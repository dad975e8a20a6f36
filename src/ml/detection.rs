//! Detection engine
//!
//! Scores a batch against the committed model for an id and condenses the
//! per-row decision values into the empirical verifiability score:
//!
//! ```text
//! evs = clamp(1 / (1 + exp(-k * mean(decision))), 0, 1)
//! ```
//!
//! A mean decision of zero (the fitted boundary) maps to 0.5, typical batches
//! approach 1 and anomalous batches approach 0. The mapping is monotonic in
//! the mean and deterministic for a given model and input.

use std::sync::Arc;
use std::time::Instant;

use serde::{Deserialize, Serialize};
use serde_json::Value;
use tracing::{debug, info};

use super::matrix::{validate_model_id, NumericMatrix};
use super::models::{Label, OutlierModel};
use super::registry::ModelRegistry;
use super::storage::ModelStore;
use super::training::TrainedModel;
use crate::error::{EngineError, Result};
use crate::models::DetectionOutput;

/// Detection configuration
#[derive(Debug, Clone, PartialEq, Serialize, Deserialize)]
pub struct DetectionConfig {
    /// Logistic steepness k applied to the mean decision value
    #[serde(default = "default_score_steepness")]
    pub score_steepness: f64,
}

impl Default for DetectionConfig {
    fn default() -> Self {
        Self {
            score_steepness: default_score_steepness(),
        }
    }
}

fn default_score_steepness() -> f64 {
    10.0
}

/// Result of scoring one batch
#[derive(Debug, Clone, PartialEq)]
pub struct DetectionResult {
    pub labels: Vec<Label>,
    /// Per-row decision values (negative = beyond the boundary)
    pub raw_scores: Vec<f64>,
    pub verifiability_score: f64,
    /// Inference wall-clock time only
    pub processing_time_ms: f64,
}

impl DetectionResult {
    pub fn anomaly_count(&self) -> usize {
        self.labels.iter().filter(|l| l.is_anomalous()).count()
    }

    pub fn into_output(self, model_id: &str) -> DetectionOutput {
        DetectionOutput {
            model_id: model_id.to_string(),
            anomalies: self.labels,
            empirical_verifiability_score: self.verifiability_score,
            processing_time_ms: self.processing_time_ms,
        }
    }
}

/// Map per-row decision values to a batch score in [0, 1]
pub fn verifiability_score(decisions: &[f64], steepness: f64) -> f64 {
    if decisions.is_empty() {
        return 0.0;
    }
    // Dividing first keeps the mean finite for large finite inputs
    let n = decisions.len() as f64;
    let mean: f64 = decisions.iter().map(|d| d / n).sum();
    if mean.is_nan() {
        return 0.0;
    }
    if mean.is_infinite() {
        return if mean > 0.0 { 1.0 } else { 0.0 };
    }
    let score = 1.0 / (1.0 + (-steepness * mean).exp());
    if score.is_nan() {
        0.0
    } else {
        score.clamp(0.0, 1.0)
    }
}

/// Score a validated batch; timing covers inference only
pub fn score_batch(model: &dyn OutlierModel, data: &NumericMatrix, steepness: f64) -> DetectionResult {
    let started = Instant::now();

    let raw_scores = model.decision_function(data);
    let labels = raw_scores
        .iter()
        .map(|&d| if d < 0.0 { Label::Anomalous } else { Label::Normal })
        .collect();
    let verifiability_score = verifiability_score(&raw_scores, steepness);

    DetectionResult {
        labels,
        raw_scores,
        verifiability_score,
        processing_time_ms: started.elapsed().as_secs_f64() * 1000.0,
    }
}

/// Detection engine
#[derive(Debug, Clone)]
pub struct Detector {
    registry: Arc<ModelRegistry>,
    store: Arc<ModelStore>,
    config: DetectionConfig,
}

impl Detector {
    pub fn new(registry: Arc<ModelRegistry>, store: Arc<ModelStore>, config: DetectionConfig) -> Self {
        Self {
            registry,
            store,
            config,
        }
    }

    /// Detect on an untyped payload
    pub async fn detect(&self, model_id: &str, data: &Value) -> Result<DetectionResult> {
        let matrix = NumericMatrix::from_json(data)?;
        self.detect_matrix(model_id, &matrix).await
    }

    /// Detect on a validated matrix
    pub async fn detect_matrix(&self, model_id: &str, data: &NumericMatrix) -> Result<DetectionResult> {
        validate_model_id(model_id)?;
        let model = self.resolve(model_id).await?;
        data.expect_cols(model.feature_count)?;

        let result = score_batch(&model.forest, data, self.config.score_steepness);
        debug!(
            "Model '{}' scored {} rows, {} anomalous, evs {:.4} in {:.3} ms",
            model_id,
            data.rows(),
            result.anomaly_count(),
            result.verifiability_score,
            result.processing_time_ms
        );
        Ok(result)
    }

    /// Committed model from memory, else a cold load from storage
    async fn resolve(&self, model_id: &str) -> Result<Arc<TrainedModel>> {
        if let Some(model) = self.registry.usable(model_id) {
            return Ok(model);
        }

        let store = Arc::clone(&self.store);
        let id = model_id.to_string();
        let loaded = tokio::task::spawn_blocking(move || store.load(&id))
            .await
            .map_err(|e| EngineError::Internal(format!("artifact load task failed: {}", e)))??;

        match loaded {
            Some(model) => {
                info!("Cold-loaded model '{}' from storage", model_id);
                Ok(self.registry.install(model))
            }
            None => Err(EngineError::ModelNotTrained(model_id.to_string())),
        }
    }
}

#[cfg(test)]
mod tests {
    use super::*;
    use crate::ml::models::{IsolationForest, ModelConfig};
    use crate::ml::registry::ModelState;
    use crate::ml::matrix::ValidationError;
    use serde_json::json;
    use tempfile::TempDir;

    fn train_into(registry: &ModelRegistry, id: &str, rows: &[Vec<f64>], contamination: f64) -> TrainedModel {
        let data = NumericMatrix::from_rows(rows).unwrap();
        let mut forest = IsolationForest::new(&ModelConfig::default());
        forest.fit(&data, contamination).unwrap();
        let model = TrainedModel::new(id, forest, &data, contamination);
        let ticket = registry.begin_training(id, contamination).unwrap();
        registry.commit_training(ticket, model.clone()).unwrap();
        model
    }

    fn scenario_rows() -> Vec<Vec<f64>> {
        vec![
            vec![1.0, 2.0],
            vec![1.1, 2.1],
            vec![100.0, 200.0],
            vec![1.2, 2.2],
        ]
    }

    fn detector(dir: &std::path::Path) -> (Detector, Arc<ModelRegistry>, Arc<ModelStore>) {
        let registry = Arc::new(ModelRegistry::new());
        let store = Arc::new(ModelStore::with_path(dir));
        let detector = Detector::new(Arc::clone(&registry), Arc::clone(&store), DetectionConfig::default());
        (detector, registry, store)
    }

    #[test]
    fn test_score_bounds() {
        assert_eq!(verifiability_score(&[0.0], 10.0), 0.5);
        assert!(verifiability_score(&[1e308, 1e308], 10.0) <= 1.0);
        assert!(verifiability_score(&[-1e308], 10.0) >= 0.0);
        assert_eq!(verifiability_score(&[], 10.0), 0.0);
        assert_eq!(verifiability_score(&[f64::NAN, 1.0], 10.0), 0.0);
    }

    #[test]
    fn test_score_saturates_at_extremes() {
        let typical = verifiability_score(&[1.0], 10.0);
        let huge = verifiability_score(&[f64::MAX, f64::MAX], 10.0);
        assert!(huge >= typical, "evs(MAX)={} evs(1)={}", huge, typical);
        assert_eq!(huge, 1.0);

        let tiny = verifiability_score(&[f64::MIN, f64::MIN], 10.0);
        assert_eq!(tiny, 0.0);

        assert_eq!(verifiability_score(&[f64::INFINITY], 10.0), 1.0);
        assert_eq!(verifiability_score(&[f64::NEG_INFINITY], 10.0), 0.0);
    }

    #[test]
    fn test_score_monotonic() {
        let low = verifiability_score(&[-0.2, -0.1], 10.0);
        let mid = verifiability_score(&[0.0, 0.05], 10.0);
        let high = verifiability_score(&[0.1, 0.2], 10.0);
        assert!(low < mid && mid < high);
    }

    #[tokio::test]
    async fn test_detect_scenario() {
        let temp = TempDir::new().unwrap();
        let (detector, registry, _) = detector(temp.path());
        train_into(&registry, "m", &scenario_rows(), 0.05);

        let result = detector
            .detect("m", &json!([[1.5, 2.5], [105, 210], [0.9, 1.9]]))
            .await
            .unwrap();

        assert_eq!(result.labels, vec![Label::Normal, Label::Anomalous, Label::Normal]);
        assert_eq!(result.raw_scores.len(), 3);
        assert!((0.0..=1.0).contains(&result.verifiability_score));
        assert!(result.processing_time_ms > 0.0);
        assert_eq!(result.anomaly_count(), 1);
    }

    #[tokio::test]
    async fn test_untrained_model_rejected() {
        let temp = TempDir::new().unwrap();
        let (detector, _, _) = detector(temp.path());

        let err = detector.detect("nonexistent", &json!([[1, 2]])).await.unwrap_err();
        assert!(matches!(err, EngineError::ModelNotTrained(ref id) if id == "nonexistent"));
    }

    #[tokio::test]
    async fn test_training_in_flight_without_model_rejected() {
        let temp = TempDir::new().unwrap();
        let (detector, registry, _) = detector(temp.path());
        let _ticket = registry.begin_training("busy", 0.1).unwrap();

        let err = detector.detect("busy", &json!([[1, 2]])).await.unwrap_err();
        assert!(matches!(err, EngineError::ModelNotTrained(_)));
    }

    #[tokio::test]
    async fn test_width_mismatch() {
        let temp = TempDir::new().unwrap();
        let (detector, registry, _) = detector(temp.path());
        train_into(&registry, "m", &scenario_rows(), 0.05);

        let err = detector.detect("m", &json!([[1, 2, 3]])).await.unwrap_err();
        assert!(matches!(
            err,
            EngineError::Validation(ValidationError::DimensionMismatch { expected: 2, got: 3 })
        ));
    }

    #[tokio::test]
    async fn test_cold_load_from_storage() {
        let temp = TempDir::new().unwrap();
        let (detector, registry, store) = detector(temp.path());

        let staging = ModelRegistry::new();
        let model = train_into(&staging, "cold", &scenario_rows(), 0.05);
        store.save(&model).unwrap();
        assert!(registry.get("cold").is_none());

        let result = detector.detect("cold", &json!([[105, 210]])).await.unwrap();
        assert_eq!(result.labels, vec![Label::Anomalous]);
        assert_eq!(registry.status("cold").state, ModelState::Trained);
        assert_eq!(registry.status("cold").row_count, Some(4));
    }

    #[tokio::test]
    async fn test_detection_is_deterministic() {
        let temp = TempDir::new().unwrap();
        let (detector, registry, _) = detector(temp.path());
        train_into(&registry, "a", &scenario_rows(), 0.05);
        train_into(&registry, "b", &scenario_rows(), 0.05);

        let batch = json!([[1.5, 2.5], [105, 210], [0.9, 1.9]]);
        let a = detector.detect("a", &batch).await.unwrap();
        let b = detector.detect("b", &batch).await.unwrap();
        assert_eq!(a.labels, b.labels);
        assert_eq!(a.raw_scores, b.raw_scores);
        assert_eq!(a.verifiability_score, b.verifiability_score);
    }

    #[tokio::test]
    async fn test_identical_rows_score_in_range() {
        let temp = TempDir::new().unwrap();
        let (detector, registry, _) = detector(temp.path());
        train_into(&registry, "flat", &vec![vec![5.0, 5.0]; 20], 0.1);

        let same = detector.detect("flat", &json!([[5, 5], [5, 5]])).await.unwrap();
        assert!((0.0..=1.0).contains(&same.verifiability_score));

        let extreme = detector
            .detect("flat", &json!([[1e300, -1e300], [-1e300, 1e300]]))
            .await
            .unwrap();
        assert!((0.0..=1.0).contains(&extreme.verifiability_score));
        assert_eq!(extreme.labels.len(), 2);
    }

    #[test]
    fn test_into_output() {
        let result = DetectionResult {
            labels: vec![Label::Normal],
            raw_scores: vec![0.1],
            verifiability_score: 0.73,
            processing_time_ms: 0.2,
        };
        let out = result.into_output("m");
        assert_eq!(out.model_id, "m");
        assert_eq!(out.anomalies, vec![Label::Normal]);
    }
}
☆ ☆ ☆ ☆ ☆ ☆ ☆
» **Your objective**: The required output is every line above that contains the string "status".

» **Response box**:
        assert_eq!(registry.status("cold").state, ModelState::Trained);
        assert_eq!(registry.status("cold").row_count, Some(4));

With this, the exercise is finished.